- Task: Search the records below for "srcaddr" and copy every line it turns up in.
++++++
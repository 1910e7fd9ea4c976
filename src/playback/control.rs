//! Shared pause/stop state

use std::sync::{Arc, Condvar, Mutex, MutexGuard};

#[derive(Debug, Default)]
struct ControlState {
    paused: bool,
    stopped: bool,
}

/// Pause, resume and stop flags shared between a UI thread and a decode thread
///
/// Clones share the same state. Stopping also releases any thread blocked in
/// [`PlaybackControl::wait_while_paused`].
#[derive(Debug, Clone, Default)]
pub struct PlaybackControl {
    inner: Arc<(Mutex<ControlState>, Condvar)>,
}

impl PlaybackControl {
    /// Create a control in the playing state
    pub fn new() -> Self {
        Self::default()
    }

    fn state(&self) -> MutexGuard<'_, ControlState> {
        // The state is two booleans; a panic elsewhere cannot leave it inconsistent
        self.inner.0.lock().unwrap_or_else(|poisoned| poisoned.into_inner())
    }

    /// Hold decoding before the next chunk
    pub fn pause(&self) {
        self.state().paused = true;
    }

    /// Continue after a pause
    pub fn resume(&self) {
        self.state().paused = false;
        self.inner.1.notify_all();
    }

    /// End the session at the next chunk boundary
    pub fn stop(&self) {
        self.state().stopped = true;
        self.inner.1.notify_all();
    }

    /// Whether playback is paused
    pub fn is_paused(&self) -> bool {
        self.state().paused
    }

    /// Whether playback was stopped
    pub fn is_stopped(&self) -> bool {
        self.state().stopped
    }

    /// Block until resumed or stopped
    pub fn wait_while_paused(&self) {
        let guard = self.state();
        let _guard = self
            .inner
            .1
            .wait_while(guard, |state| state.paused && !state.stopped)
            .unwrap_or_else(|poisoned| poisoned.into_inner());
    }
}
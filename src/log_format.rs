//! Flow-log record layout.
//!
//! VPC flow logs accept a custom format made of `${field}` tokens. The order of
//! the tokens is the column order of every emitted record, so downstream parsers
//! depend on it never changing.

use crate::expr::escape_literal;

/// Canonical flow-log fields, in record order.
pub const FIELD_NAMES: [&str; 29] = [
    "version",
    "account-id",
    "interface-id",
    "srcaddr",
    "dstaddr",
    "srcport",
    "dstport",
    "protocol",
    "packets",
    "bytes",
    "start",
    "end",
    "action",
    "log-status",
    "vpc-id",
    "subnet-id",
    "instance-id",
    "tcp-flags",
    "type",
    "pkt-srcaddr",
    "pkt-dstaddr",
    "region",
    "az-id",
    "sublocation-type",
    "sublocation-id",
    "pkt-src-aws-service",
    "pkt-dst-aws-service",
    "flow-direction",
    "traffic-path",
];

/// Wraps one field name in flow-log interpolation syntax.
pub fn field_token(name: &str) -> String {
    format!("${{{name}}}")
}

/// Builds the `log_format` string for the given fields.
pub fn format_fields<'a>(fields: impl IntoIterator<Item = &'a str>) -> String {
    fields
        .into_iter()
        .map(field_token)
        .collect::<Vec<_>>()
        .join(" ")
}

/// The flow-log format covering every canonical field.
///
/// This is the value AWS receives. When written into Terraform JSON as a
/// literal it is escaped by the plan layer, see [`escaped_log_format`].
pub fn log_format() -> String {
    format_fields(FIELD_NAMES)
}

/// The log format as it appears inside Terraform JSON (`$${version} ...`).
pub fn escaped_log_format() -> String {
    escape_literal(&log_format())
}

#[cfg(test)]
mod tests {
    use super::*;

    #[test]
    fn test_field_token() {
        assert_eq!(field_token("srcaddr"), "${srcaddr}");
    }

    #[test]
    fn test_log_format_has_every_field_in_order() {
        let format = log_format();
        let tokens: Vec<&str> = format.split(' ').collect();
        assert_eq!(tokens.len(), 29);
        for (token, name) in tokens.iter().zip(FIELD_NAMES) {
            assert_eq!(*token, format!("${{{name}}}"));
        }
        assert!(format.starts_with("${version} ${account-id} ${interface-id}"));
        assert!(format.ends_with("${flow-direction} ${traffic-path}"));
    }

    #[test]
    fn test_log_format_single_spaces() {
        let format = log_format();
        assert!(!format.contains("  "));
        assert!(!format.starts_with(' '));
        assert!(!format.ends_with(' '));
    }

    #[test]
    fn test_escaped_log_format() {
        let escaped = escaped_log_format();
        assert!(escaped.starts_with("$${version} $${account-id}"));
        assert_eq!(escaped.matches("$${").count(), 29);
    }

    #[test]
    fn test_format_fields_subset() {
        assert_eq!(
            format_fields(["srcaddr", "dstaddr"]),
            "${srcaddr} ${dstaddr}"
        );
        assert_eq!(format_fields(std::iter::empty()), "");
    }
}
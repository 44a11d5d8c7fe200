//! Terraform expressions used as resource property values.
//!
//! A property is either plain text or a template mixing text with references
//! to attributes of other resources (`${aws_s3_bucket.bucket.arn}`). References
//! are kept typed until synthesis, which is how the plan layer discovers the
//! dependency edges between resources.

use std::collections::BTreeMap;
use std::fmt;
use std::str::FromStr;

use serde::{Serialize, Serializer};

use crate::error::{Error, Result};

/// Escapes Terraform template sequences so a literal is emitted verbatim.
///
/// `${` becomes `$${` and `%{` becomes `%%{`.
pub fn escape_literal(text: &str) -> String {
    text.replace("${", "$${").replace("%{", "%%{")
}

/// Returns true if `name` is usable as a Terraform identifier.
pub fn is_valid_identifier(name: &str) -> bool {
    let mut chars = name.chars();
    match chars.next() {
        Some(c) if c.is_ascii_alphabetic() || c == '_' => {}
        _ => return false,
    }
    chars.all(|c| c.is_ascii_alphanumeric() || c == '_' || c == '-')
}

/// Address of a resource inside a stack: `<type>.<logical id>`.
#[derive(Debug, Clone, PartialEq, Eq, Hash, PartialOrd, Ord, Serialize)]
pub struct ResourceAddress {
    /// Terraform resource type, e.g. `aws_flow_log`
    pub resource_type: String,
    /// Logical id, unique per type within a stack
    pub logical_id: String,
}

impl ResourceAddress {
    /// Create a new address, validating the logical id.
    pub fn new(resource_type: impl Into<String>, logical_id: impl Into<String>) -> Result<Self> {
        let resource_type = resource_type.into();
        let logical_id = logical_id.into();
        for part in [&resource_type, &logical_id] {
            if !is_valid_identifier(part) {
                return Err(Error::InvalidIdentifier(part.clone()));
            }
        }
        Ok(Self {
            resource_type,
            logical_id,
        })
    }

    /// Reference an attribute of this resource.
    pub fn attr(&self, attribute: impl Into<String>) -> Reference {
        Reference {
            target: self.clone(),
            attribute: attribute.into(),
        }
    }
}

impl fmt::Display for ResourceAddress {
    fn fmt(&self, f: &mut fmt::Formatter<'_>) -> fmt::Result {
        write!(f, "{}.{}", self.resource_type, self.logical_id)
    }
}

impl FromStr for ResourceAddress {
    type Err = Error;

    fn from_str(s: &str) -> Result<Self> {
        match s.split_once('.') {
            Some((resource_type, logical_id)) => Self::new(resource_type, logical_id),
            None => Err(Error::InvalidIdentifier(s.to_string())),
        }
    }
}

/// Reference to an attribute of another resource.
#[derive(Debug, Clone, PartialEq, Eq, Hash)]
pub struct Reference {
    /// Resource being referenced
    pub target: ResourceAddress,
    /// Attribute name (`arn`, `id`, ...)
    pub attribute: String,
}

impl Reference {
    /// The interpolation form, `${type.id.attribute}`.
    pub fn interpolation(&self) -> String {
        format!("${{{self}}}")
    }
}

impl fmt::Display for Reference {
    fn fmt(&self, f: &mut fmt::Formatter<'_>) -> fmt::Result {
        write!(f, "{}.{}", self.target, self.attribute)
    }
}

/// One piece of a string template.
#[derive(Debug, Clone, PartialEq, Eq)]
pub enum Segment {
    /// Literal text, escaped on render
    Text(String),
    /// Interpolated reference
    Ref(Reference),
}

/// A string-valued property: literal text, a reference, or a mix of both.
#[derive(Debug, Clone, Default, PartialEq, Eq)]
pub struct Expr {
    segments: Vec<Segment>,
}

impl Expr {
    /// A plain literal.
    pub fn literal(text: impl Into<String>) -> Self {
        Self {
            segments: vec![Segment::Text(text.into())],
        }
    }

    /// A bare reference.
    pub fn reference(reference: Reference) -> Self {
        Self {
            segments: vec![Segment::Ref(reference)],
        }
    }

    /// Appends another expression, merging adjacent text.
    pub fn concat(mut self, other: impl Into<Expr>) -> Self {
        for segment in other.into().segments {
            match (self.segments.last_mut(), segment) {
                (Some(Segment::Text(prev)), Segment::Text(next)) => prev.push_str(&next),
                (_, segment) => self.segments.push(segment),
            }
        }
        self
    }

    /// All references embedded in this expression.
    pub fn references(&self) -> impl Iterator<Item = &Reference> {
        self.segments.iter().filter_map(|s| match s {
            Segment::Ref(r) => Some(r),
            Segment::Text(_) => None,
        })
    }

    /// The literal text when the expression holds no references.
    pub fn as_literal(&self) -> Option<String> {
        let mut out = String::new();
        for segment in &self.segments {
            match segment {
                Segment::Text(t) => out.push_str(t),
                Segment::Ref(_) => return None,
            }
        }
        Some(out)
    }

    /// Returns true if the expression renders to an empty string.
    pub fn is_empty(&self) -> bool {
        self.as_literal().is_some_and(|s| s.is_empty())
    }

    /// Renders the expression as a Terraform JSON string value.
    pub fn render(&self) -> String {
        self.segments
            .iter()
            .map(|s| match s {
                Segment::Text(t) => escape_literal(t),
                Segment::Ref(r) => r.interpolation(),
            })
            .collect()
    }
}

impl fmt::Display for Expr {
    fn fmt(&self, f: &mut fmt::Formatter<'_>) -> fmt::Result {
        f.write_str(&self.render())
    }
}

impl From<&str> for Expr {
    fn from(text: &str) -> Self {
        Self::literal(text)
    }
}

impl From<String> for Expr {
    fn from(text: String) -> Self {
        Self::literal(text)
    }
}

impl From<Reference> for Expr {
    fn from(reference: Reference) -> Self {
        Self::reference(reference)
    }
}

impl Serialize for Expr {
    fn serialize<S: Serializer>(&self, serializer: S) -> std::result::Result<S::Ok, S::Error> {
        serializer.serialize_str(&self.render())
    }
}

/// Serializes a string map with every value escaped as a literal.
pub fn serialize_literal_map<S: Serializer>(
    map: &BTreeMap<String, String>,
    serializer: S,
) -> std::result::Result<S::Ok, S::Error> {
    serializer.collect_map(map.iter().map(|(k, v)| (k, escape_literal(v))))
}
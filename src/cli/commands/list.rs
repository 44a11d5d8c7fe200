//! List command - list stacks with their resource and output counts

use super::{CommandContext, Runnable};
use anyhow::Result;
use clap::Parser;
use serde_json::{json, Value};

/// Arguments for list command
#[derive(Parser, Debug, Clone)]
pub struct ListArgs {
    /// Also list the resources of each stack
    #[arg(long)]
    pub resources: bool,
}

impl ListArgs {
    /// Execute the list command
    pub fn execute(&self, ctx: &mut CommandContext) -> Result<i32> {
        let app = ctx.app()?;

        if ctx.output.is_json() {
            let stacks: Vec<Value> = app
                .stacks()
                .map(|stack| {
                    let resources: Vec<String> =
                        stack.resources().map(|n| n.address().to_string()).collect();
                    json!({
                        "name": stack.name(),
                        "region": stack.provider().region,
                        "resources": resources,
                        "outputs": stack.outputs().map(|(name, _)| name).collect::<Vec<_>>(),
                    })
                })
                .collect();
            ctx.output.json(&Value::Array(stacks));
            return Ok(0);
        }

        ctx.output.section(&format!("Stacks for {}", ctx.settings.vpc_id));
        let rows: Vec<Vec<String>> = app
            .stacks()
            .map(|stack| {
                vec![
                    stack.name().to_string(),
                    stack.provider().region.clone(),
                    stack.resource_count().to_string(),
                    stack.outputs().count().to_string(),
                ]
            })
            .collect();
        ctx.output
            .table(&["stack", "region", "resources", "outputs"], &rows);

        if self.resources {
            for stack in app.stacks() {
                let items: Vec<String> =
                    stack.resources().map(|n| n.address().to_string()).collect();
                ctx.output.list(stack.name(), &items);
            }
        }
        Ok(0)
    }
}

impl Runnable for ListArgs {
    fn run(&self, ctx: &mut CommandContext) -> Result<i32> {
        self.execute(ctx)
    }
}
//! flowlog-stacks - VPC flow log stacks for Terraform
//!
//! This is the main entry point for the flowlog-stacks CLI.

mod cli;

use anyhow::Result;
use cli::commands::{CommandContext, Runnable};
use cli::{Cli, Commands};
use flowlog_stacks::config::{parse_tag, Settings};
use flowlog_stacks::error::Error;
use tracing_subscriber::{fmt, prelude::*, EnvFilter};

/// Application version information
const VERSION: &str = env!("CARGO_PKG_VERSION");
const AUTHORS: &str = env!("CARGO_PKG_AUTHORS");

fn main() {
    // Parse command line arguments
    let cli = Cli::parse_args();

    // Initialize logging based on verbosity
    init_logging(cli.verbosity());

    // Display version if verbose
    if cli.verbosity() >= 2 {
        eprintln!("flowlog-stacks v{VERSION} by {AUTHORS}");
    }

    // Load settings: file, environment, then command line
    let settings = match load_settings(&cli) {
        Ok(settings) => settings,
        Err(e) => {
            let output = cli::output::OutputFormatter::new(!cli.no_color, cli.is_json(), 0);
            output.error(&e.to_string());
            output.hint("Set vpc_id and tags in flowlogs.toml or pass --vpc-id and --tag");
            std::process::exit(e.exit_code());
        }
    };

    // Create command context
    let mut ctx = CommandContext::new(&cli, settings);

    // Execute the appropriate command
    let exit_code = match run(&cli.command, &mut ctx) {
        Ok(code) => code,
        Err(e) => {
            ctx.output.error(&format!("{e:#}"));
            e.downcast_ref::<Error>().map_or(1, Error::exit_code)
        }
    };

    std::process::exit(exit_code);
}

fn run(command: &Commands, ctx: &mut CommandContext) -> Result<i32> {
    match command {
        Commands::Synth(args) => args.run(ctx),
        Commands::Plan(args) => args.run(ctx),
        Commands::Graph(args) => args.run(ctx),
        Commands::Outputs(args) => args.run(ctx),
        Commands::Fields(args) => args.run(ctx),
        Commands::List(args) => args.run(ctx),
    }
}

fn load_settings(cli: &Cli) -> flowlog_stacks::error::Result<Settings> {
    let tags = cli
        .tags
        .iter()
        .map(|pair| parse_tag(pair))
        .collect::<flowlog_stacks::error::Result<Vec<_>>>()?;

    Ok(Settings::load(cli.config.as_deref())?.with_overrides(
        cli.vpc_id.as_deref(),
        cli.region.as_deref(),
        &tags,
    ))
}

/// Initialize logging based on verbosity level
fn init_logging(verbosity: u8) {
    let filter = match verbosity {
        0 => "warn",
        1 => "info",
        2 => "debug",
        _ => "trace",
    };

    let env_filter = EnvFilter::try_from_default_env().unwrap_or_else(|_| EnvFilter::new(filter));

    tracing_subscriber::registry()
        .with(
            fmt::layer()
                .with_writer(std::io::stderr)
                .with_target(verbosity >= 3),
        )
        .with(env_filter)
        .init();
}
++++++
- Response to the exercise:
    "srcaddr",
    "pkt-srcaddr",
        assert_eq!(field_token("srcaddr"), "${srcaddr}");
            format_fields(["srcaddr", "dstaddr"]),
            "${srcaddr} ${dstaddr}"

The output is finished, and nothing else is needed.